If the only reason she came to the US was to be with Erickson, grad school by itself would have been adequate.

The exhibits included — even before you get to the Anderson declaration — are why the government’s sentencing memo comes off as more credible as to the substance. Perhaps most compelling are Butina’s repeated concerns that she and Aleksandr Torshin remain the people with the handle on the Russian government’s exploitation of the NRA and National Prayer Breakfast as influence channels.

Following the Gun Rights Organization trip to Moscow, the defendant and the Russian Official discussed the need to “hold the spot” now that “everyone has realized that [the Gun Rights Organization] is a valuable contact,” and she noted that there will be “attempts to seize the initiative.” Exhibit 2. Butina has since confirmed that she was worried about others within the Russian government or a political group or activist noticing that the contacts she had built with the Gun Rights Organization were valuable and cutting her and the Russian Official out of the loop.

[snip]

According to a document written by Butina after the event, in the lead-up to the National Prayer Breakfast, she and the Russian Official were promised a private meeting with the President of the United States by one of the organizers of the event. A copy of this document is attached hereto as Exhibit 8. This promised meeting never materialized. After the event, and Butina’s and the Russian Official’s failure to meet privately with the President, she was worried that another Russian national (i.e., not the Russian Official) would attempt to seize the initiative, as demonstrated in her Twitter conversation with the Russian Official:

Butina: It would be good if you could talk directly with the MFA or the administration. Before [Russian national who attended the breakfast] worms his way in there.

Russian Official: Everything will be fine. I already conducted the necessary informal consultations on Saturday. I just don’t want to overload Twitter, which is read.

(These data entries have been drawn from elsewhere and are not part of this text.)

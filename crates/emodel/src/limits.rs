//! Wire constants and decoder safety limits for the binary codec.
//!
//! Every length read from untrusted input is checked against one of these
//! before anything is allocated.

/// Magic bytes of an uncompressed binary resource.
pub const MAGIC: &[u8; 4] = b"EMOB";

/// Magic bytes of a zstd-compressed binary resource.
pub const MAGIC_COMPRESSED: &[u8; 4] = b"EMOZ";

/// Current format version.
pub const FORMAT_VERSION: u8 = 1;

/// Oldest format version the decoder accepts.
pub const MIN_FORMAT_VERSION: u8 = 1;

/// Flag bit: a SHA-256 trailer follows the last record.
pub const FLAG_CHECKSUM: u8 = 0x01;

/// Bits of the flags byte that must be zero.
pub const RESERVED_FLAGS: u8 = !FLAG_CHECKSUM;

/// Length of the SHA-256 trailer.
pub const CHECKSUM_LEN: usize = 32;

/// Maximum bytes in a LEB128 varint.
pub const MAX_VARINT_BYTES: usize = 10;

/// Maximum length of any string (names, URIs, string values).
pub const MAX_STRING_LEN: usize = 16 * 1024 * 1024;

/// Maximum length of a byte-array value.
pub const MAX_BYTES_LEN: usize = 64 * 1024 * 1024;

/// Maximum number of classes in the class dictionary.
pub const MAX_CLASSES: usize = 65_536;

/// Maximum number of features per class.
pub const MAX_FEATURES_PER_CLASS: usize = 4_096;

/// Maximum number of root objects.
pub const MAX_ROOTS: usize = 1_000_000;

/// Maximum number of objects in one resource.
pub const MAX_OBJECTS: usize = 10_000_000;

/// Maximum number of elements in a single list or map slot.
pub const MAX_ELEMENTS: usize = 10_000_000;

/// Maximum size of one framed record (header or object).
pub const MAX_RECORD_SIZE: usize = 256 * 1024 * 1024;

/// Maximum size of a whole (decompressed) resource.
pub const MAX_RESOURCE_SIZE: usize = 1024 * 1024 * 1024;

/// Listener failures a channel retains until drained; older ones are dropped.
pub const MAX_RETAINED_FAILURES: usize = 64;

/// Default zstd level when compression is requested without a level.
pub const DEFAULT_COMPRESSION_LEVEL: i32 = 3;
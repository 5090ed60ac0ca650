//! Codec that supports nothing.

use crate::codec::{Codec, CodecOptions, Decoder, Encoder};
use crate::model::Resource;

/// Fallback returned by the registry when no codec matches a URI.
///
/// Both factories return `None`, so "no codec available" is visible to the
/// caller without an error.
#[derive(Debug, Clone, Copy, Default)]
pub struct NoopCodec;

impl Codec for NoopCodec {
    fn name(&self) -> &'static str {
        "noop"
    }

    fn new_encoder(&self, _resource: &Resource, _options: &CodecOptions) -> Option<Box<dyn Encoder>> {
        None
    }

    fn new_decoder(&self, _resource: &Resource, _options: &CodecOptions) -> Option<Box<dyn Decoder>> {
        None
    }
}

#[cfg(test)]
mod tests {
    use super::*;

    #[test]
    fn test_noop_yields_nothing() {
        let resource = Resource::new("anything");
        let options = CodecOptions::new().with("compress", true);
        assert!(NoopCodec.new_encoder(&resource, &options).is_none());
        assert!(NoopCodec.new_decoder(&resource, &options).is_none());
        assert_eq!(NoopCodec.name(), "noop");
    }
}
//! Binary resource format.
//!
//! ```text
//! resource  := MAGIC version:u8 flags:u8 frame(header) frame(record)* [sha256]
//! header    := classes roots object_count:varint
//! classes   := count:varint (name:string features)*
//! features  := count:varint (name:string kind:u8 multiplicity:u8 unique:bool)*
//! roots     := count:varint uuid*
//! record    := uuid class:varint slot*            (one slot per class feature)
//! slot      := 0x00                               unset
//!            | 0x01 value                         single value
//!            | 0x02 count:varint value*           list
//!            | 0x03 count:varint (key:string value)*  map
//! value     := 0x00 bool | 0x01 zigzag-varint | 0x02 f64-le
//!            | 0x03 string | 0x04 bytes | 0x05 uuid (object reference)
//! frame(x)  := len:varint x
//! ```
//!
//! Records are written in containment pre-order. References are written as
//! UUIDs; a reference to an object that has not been read yet becomes a proxy
//! and is resolved once all records are in.
//!
//! The compressed form is `MAGIC_COMPRESSED uncompressed_len:varint zstd(resource)`.
//! Decoders detect both forms from the magic bytes.

mod decode;
mod encode;

pub use decode::BinaryDecoder;
pub use encode::BinaryEncoder;

use std::io::Read;

use crate::codec::primitives::{Reader, Writer};
use crate::codec::{Codec, CodecOptions, Decoder, Encoder};
use crate::error::{DecodeError, EncodeError};
use crate::limits::{
    FLAG_CHECKSUM, FORMAT_VERSION, MAGIC, MAGIC_COMPRESSED, MAX_RESOURCE_SIZE, MIN_FORMAT_VERSION,
    RESERVED_FLAGS,
};
use crate::model::Resource;

/// File extension of uncompressed binary resources.
pub const EXTENSION: &str = "emb";

/// File extension of compressed binary resources.
pub const COMPRESSED_EXTENSION: &str = "embz";

/// URI protocol served by the binary codec.
pub const PROTOCOL: &str = "emb";

pub(crate) const SLOT_UNSET: u8 = 0;
pub(crate) const SLOT_SINGLE: u8 = 1;
pub(crate) const SLOT_LIST: u8 = 2;
pub(crate) const SLOT_MAP: u8 = 3;

pub(crate) const VALUE_BOOL: u8 = 0;
pub(crate) const VALUE_INT: u8 = 1;
pub(crate) const VALUE_FLOAT: u8 = 2;
pub(crate) const VALUE_STRING: u8 = 3;
pub(crate) const VALUE_BYTES: u8 = 4;
pub(crate) const VALUE_REF: u8 = 5;

/// Codec for the binary format. Supports both directions, sync and streaming.
///
/// Encoder options:
/// - `compress` (bool): zstd-compress the output. Defaults to true for
///   resources whose URI ends in `.embz`.
/// - `compression_level` (int): zstd level, default 3.
/// - `checksum` (bool): append a SHA-256 trailer, default false.
#[derive(Debug, Clone, Copy, Default)]
pub struct BinaryCodec;

impl Codec for BinaryCodec {
    fn name(&self) -> &'static str {
        "binary"
    }

    fn new_encoder(&self, resource: &Resource, options: &CodecOptions) -> Option<Box<dyn Encoder>> {
        Some(Box::new(BinaryEncoder::new(resource, options)))
    }

    fn new_decoder(&self, _resource: &Resource, _options: &CodecOptions) -> Option<Box<dyn Decoder>> {
        Some(Box::new(BinaryDecoder::new()))
    }
}

/// Checks the magic bytes. Returns true for the compressed form.
pub(crate) fn check_magic(magic: &[u8]) -> Result<bool, DecodeError> {
    if magic == MAGIC {
        return Ok(false);
    }
    if magic == MAGIC_COMPRESSED {
        return Ok(true);
    }
    let mut found = [0u8; 4];
    let n = magic.len().min(4);
    found[..n].copy_from_slice(&magic[..n]);
    Err(DecodeError::InvalidMagic { found })
}

/// Checks version and flags. Returns true if a checksum trailer is present.
pub(crate) fn check_version_and_flags(version: u8, flags: u8) -> Result<bool, DecodeError> {
    if !(MIN_FORMAT_VERSION..=FORMAT_VERSION).contains(&version) {
        return Err(DecodeError::UnsupportedVersion { version });
    }
    if flags & RESERVED_FLAGS != 0 {
        return Err(DecodeError::ReservedBitsSet { context: "flags" });
    }
    Ok(flags & FLAG_CHECKSUM != 0)
}

/// Decompresses a compressed resource, returning the uncompressed bytes.
pub fn decompress(input: &[u8]) -> Result<Vec<u8>, DecodeError> {
    if input.len() < 4 {
        return Err(DecodeError::UnexpectedEof { context: "magic" });
    }
    if &input[0..4] != MAGIC_COMPRESSED {
        let mut found = [0u8; 4];
        found.copy_from_slice(&input[0..4]);
        return Err(DecodeError::InvalidMagic { found });
    }

    let mut reader = Reader::new(&input[4..]);
    let declared_size = reader.read_varint("uncompressed_size")? as usize;
    if declared_size > MAX_RESOURCE_SIZE {
        return Err(DecodeError::LengthExceedsLimit {
            field: "uncompressed_size",
            len: declared_size,
            max: MAX_RESOURCE_SIZE,
        });
    }

    let mut decoder = zstd::Decoder::new(reader.remaining())
        .map_err(|e| DecodeError::DecompressionFailed(e.to_string()))?;

    let mut decompressed = Vec::with_capacity(declared_size);
    decoder
        .take(MAX_RESOURCE_SIZE as u64 + 1)
        .read_to_end(&mut decompressed)
        .map_err(|e| DecodeError::DecompressionFailed(e.to_string()))?;

    if decompressed.len() != declared_size {
        return Err(DecodeError::UncompressedSizeMismatch {
            declared: declared_size,
            actual: decompressed.len(),
        });
    }

    Ok(decompressed)
}

/// Wraps an uncompressed resource in the compressed container.
pub(crate) fn compress(uncompressed: &[u8], level: i32) -> Result<Vec<u8>, EncodeError> {
    let compressed = zstd::encode_all(uncompressed, level)
        .map_err(|e| EncodeError::CompressionFailed(e.to_string()))?;

    let mut writer = Writer::with_capacity(4 + 10 + compressed.len());
    writer.write_bytes(MAGIC_COMPRESSED);
    writer.write_varint(uncompressed.len() as u64);
    writer.write_bytes(&compressed);
    Ok(writer.into_bytes())
}

#[cfg(test)]
mod tests {
    use super::*;

    #[test]
    fn test_magic_detection() {
        assert_eq!(check_magic(b"EMOB"), Ok(false));
        assert_eq!(check_magic(b"EMOZ"), Ok(true));
        assert_eq!(
            check_magic(b"GRC2"),
            Err(DecodeError::InvalidMagic { found: *b"GRC2" })
        );
    }

    #[test]
    fn test_version_and_flags() {
        assert_eq!(check_version_and_flags(FORMAT_VERSION, 0), Ok(false));
        assert_eq!(check_version_and_flags(FORMAT_VERSION, FLAG_CHECKSUM), Ok(true));
        assert_eq!(
            check_version_and_flags(FORMAT_VERSION + 1, 0),
            Err(DecodeError::UnsupportedVersion {
                version: FORMAT_VERSION + 1
            })
        );
        assert_eq!(
            check_version_and_flags(FORMAT_VERSION, 0x80),
            Err(DecodeError::ReservedBitsSet { context: "flags" })
        );
    }

    #[test]
    fn test_compression_container() {
        let payload = b"EMOB\x01\x00 some payload some payload some payload".to_vec();
        let compressed = compress(&payload, 3).unwrap();
        assert_eq!(&compressed[0..4], MAGIC_COMPRESSED);
        assert_eq!(decompress(&compressed).unwrap(), payload);
    }

    #[test]
    fn test_declared_size_mismatch() {
        let payload = b"abcdef".to_vec();
        let mut compressed = compress(&payload, 3).unwrap();
        compressed[4] = 2;
        assert_eq!(
            decompress(&compressed),
            Err(DecodeError::UncompressedSizeMismatch {
                declared: 2,
                actual: 6
            })
        );
    }
}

We need to build relationships with the USA, but there are many who oppose this! . . . According to Butina, this other Russian national referred to was another member of the Russian government whom Butina feared would overtake her and the Russian Official as the primary Russian point of contact for the National Prayer Breakfast.

If all this networking was exclusively about being close to Erickson, why would Butina care so much that she and Torshin were viewed as the brokers of these links to the US? And this kind of competitive oligarch-focused influence operation is the modus operandi we’ve seen from much of Russia’s efforts in recent years.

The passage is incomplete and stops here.